1. A method of analysis of collision force or CFA to obtain in vivo estimates of force and contact pressure on the vocal cords directly from laryngeal videoendomates, CHARACTERISED in that it comprises the steps of: a. providing at least high-speed laryngeal videoendoscopy (also called High Speed Videoendoscopy or HSV) to generate at least one image and videos of the vocal cords; b. pre-processing the image in a processing unit, to define a region of interest (ROI) of the location of the glottis; c. detecting in said processing unit, the edges on the vocal cords in the images obtained by means of the HSV; d. recording in said processing unit, the detected points of the edges by means of a sequence of images; e. estimating in said processing unit, the path of the vocal cord edge during collision throughout time; and f. estimating the values of contact and impact of the vocal cords by means of a contact model.

2. The method according to claim 1, CHARACTERIZED in that in the step of recording the edges, the location of each edge of the vocal cord is segmented and a polynomial adjustment is applied to record the set of points found for each edge.

3. The method according to claim 1, CHARACTERIZED in that to detect the path according to the detected points of the edges, a Kalman filter is used.

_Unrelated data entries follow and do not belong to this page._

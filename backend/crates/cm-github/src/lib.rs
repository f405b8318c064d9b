mod github_identity_verifier;
mod github_settings;
mod retry;


pub use github_identity_verifier::GitHubIdentityVerifier;
pub use github_settings::GitHubSettings;
pub use retry::{IsRetryable, RetryConfig, with_retry};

4. The method according to claim 1, CHARACTERIZED in that the contact model is a Hertzian model used to calculate impact estimates from penetration or overlapping values between the edges.

5. The method according to claim 1, CHARACTERIZED in that the pre processing step comprises a correction of the rotation of the endoscopic image by selecting the anterior and posterior endpoints in the glottis to establish the necessary angle of compensation.

6. The method according to claim 5, CHARACTERIZED in that in the pre processing step at least a pair of attachment points is defined, which in turn define where the resting positions of the folds observed in the video.

7. The method according to claim 1, CHARACTERIZED in that in the detection step the left and right vocal edges are determined from the gradient images of the vocal cords.

8. The method according to claim 1, CHARACTERIZED in that in the recording step, the points found in the detection step are used to adjust a p order polynomial by applying a least squares estimator (LS) over the detected points.

9. The method according to claim 3, CHARACTERIZED in that the Kalman filter is applied to perform predictions on the value and rate of change that the positions should have along the contact period.

10. The method according to claim 9, CHARACTERIZED in that the main mode of vibration of the vocal cords may be represented by a mass spring configuration.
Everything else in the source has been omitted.